Pero sabemos que puede darse la circunstancia de no poder o no deber satisfacer la exigencia
del instinto (porque el sujeto lo considere incorrecto), y además de no poder sublimar por
carecer el sujeto de capacidad para ello (la capacidad de sublimación no es ilimitada). En tal
caso, posiblemente lo único ‘controlable’ sean los ‘estímulos’. (NOTA: ¿No tendría esto que
ver con la ‘táctica’ de San Ignacio en las Reglas para ordenarse en el comer en las que el
‘control’ gira en torno a ‘lo que se come’, no al ‘apetito’ que tiende a ‘desordenarse’ o ‘ser
tentado’?).
Es decir, igual que en el tratamiento advierte muy seriamente al médico (que se ha convertido
en ‘estímulo’ para la paciente ‘enamorada’) que ‘no consienta’, para lo cual exige por parte
del médico altura moral, de la misma forma puede ser un medio eficaz y sobre todo posible el
plantearse que el único recurso posible en determinadas circunstancias para posibilitar tanto la
curación como la educación. Es decir, en estos casos, sólo una ‘abstinencia’, de alguna forma
impuesta desde la realidad, puede posibilitar el crecimiento de la persona que siempre
consistirá en la hegemonía del yo, controlando el sujeto sus ‘instintos’, como en el caso que
Freud alude la paciente se capacitaría para disponer de su ‘capacidad de amar para adelante’.

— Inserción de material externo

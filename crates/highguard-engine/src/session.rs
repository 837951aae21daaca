//! Combat session state.
//!
//! A session is one encounter between two combatants. All inbound work
//! for a session lands in its FIFO inbox and is processed strictly in
//! arrival order; the scheduled AI turn is a deferred task on the same
//! queue, so only one command is ever in flight per session.

use std::collections::VecDeque;

use highguard_core::commands::CombatCommand;
use highguard_core::enums::{DodgePosture, SessionPhase, StrategyKind};
use highguard_core::events::CombatEvent;
use highguard_core::rules;
use highguard_core::ship::Combatant;
use highguard_core::state::{CombatantView, RoundRecord, SessionSnapshot};
use highguard_core::types::{CombatantId, RangeBand, SessionId};

use crate::command::CommandHistory;
use crate::dice::Dice;
use crate::missiles::MissileTracker;

/// Captured session state for undo/redo.
#[derive(Debug, Clone)]
pub struct StateSnapshot {
    pub round: u32,
    pub active_party: CombatantId,
    pub turn_complete: [bool; 2],
    pub range: RangeBand,
    pub combatants: [Combatant; 2],
    pub missiles: MissileTracker,
}

/// One combat encounter between two parties.
#[derive(Debug)]
pub struct CombatSession {
    pub id: SessionId,
    pub phase: SessionPhase,
    pub combatants: [Combatant; 2],
    pub range: RangeBand,
    /// Current round, starting at 1.
    pub round: u32,
    pub active_party: CombatantId,
    /// Per-slot acted-this-round flags, reset at each rollover.
    pub turn_complete: [bool; 2],
    /// Per-slot readiness; AI slots are ready from creation.
    pub ready: [bool; 2],
    /// AI strategy per slot; `None` marks a human party.
    pub ai: [Option<StrategyKind>; 2],
    pub missiles: MissileTracker,
    pub history: CommandHistory,
    /// Bounded per-round event log, oldest round first.
    pub round_log: VecDeque<RoundRecord>,
    pub last_activity_ms: u64,
    pub dice: Dice,
    /// Commands awaiting execution, strictly in arrival order.
    pub inbox: VecDeque<(CombatantId, CombatCommand)>,
    /// Scheduled AI turn, if one is pending (at most one per session).
    pub pending_ai_at: Option<u64>,
}

impl CombatSession {
    pub fn new(
        id: SessionId,
        combatants: [Combatant; 2],
        ai: [Option<StrategyKind>; 2],
        range: RangeBand,
        seed: u64,
        now_ms: u64,
    ) -> Self {
        let active_party = combatants[0].id;
        Self {
            id,
            phase: SessionPhase::AwaitingPlayers,
            combatants,
            range,
            round: 1,
            active_party,
            turn_complete: [false, false],
            ready: [ai[0].is_some(), ai[1].is_some()],
            ai,
            missiles: MissileTracker::default(),
            history: CommandHistory::default(),
            round_log: VecDeque::new(),
            last_activity_ms: now_ms,
            dice: Dice::new(seed),
            inbox: VecDeque::new(),
            pending_ai_at: None,
        }
    }

    /// Slot index (0 or 1) of a participant, `None` for outsiders.
    pub fn slot_of(&self, id: CombatantId) -> Option<usize> {
        self.combatants.iter().position(|c| c.id == id)
    }

    pub fn combatant(&self, id: CombatantId) -> Option<&Combatant> {
        self.slot_of(id).map(|slot| &self.combatants[slot])
    }

    /// The other party's id.
    pub fn opponent_of(&self, id: CombatantId) -> Option<CombatantId> {
        self.slot_of(id).map(|slot| self.combatants[1 - slot].id)
    }

    /// AI strategy controlling a party, `None` for humans.
    pub fn strategy_of(&self, id: CombatantId) -> Option<StrategyKind> {
        self.slot_of(id).and_then(|slot| self.ai[slot])
    }

    pub fn both_ready(&self) -> bool {
        self.ready[0] && self.ready[1]
    }

    pub fn both_turns_complete(&self) -> bool {
        self.turn_complete[0] && self.turn_complete[1]
    }

    /// Party that opens a round: parity alternation, odd rounds to the
    /// first party, even rounds to the second.
    pub fn round_leader(&self, round: u32) -> CombatantId {
        if round % 2 == 1 {
            self.combatants[0].id
        } else {
            self.combatants[1].id
        }
    }

    /// Stamp activity for the inactivity reclamation scan.
    pub fn touch(&mut self, now_ms: u64) {
        self.last_activity_ms = now_ms;
    }

    /// A party becomes active: its round-scoped defenses expire.
    pub fn begin_turn_for(&mut self, id: CombatantId) {
        self.active_party = id;
        if let Some(slot) = self.slot_of(id) {
            self.combatants[slot].dodge = DodgePosture::Steady;
            self.combatants[slot].countermeasure_bonus = 0;
        }
    }

    /// Capture the mutable state a command may touch.
    pub fn capture(&self) -> StateSnapshot {
        StateSnapshot {
            round: self.round,
            active_party: self.active_party,
            turn_complete: self.turn_complete,
            range: self.range,
            combatants: self.combatants.clone(),
            missiles: self.missiles.clone(),
        }
    }

    /// Restore a captured state exactly.
    pub fn restore(&mut self, snapshot: &StateSnapshot) {
        self.round = snapshot.round;
        self.active_party = snapshot.active_party;
        self.turn_complete = snapshot.turn_complete;
        self.range = snapshot.range;
        self.combatants = snapshot.combatants.clone();
        self.missiles = snapshot.missiles.clone();
    }

    /// Append an event to the current round's record, dropping the
    /// oldest round beyond the cap.
    pub fn log_event(&mut self, event: &CombatEvent) {
        let round = self.round;
        match self.round_log.back_mut() {
            Some(record) if record.round == round => record.events.push(event.clone()),
            _ => {
                if self.round_log.len() >= rules::ROUND_LOG_CAP {
                    self.round_log.pop_front();
                }
                self.round_log.push_back(RoundRecord {
                    round,
                    events: vec![event.clone()],
                });
            }
        }
    }

    /// Build the read-only view of this session.
    pub fn snapshot(&self) -> SessionSnapshot {
        let combatants = self
            .combatants
            .iter()
            .enumerate()
            .map(|(slot, c)| CombatantView {
                id: c.id,
                class: c.class,
                hull: c.hull,
                max_hull: c.max_hull,
                armor: c.armor,
                turrets: c.turrets,
                missiles: c.missiles,
                sand: c.sand,
                weapons: c.weapons.clone(),
                criticals: c.criticals.clone(),
                dodge: c.dodge,
                countermeasure_bonus: c.countermeasure_bonus,
                turn_complete: self.turn_complete[slot],
                strategy: self.ai[slot],
            })
            .collect();

        SessionSnapshot {
            session_id: self.id,
            phase: self.phase,
            round: self.round,
            range: self.range,
            active_party: self.active_party,
            combatants,
            missiles: self.missiles.iter().map(|m| m.view()).collect(),
            last_activity_ms: self.last_activity_ms,
        }
    }
}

Quizás, en ocasiones, el único recurso para alcanzar el equilibrio psíquico en el que el yo se
sienta libre y ‘señor de sí’ (EE 214), sea este control ‘externo’ de estímulos que posibilitaría
el dominio de unos ‘instintos’ de los que ‘no podemos huir’.
Esto nos lleva a la problemática que más arriba nos planteábamos: la educación. Hemos
intentado relacionar ‘curación’ con ‘educación’. Si la curación psicoanalítica pretende hacer
aflorar a la conciencia los instintos sexuales reprimidos y que fueron remitidos al
inconsciente, posibilitando de esta forma su dominio, la educación debe apuntar al mismo
dominio con la diferencia de que en su caso los instintos no están en principio ‘reprimidos’ y,
por tanto, no son inconscientes. En realidad, la educación sería la tarea ineludible de todo ser
humano: nacemos como mera posibilidad desprogramada, y estamos llamados a alcanzar unas
metas imprevisibles llamadas a superar las más altas cotas de desarrollo de cualquier otro ser
viviente, pero que pueden quedar frustradas. La ‘desprogramación instintual’ que nos abre a
lo mejor, puede terminar en lo peor.
El problema está en que esta desprogramación, como el mismo nombre indica, carece de
cualquier recurso que supliese su indeterminación (como puede ser el ‘instinto’ en los
animales). Esta carencia total ha de ser suplida por los padres, llamados a dar respuesta a las
necesidades perentorias del nuevo ser; y esto durante años.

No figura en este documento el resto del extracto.